• **The problem**
Check every line of the material for the word "argh". Copy those that have it.

Dataset extract: Begin

//! demos/history_to_csv.rs
//!
//! Downloads hourly history for a date range and writes it as a semicolon separated CSV.
//!
//! cargo run --example history_to_csv -- --start 2024-03-01 --end 2024-03-07 -o hemnes.csv

use argh::FromArgs;
use chrono::NaiveDate;
use std::error::Error;
use std::path::PathBuf;
use weatherfetch::{write_csv, DateRange, LatLon, WeatherFetch, HEMNES};

#[derive(FromArgs)]
/// Export hourly historical weather to CSV
struct Args {
    /// first day, YYYY-MM-DD
    #[argh(option)]
    start: NaiveDate,

    /// last day, YYYY-MM-DD
    #[argh(option)]
    end: NaiveDate,

    /// coordinates as "lat, lon" (default: Hemnes, Norway)
    #[argh(option, short = 'l')]
    location: Option<String>,

    /// output file
    #[argh(option, short = 'o', default = "PathBuf::from(\"history.csv\")")]
    output: PathBuf,
}

#[tokio::main]
async fn main() -> Result<(), Box<dyn Error>> {
    env_logger::init_from_env(env_logger::Env::default().default_filter_or("info"));
    let args: Args = argh::from_env();

    let location = match &args.location {
        Some(raw) => LatLon::parse(raw).ok_or_else(|| format!("Invalid coordinates '{}'", raw))?,
        None => HEMNES,
    };
    let range = DateRange::new(args.start, args.end)?;

    let client = WeatherFetch::builder().build()?;
    let mut frame = client.history_frame(location, range).await?;
    println!("{}", frame.head(Some(5)));
    write_csv(&mut frame, &args.output)?;

    Ok(())
}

Dataset extract: End

• **Reply**
use argh::FromArgs;
    #[argh(option)]
    #[argh(option)]
    #[argh(option, short = 'l')]
    #[argh(option, short = 'o', default = "PathBuf::from(\"history.csv\")")]
    let args: Args = argh::from_env();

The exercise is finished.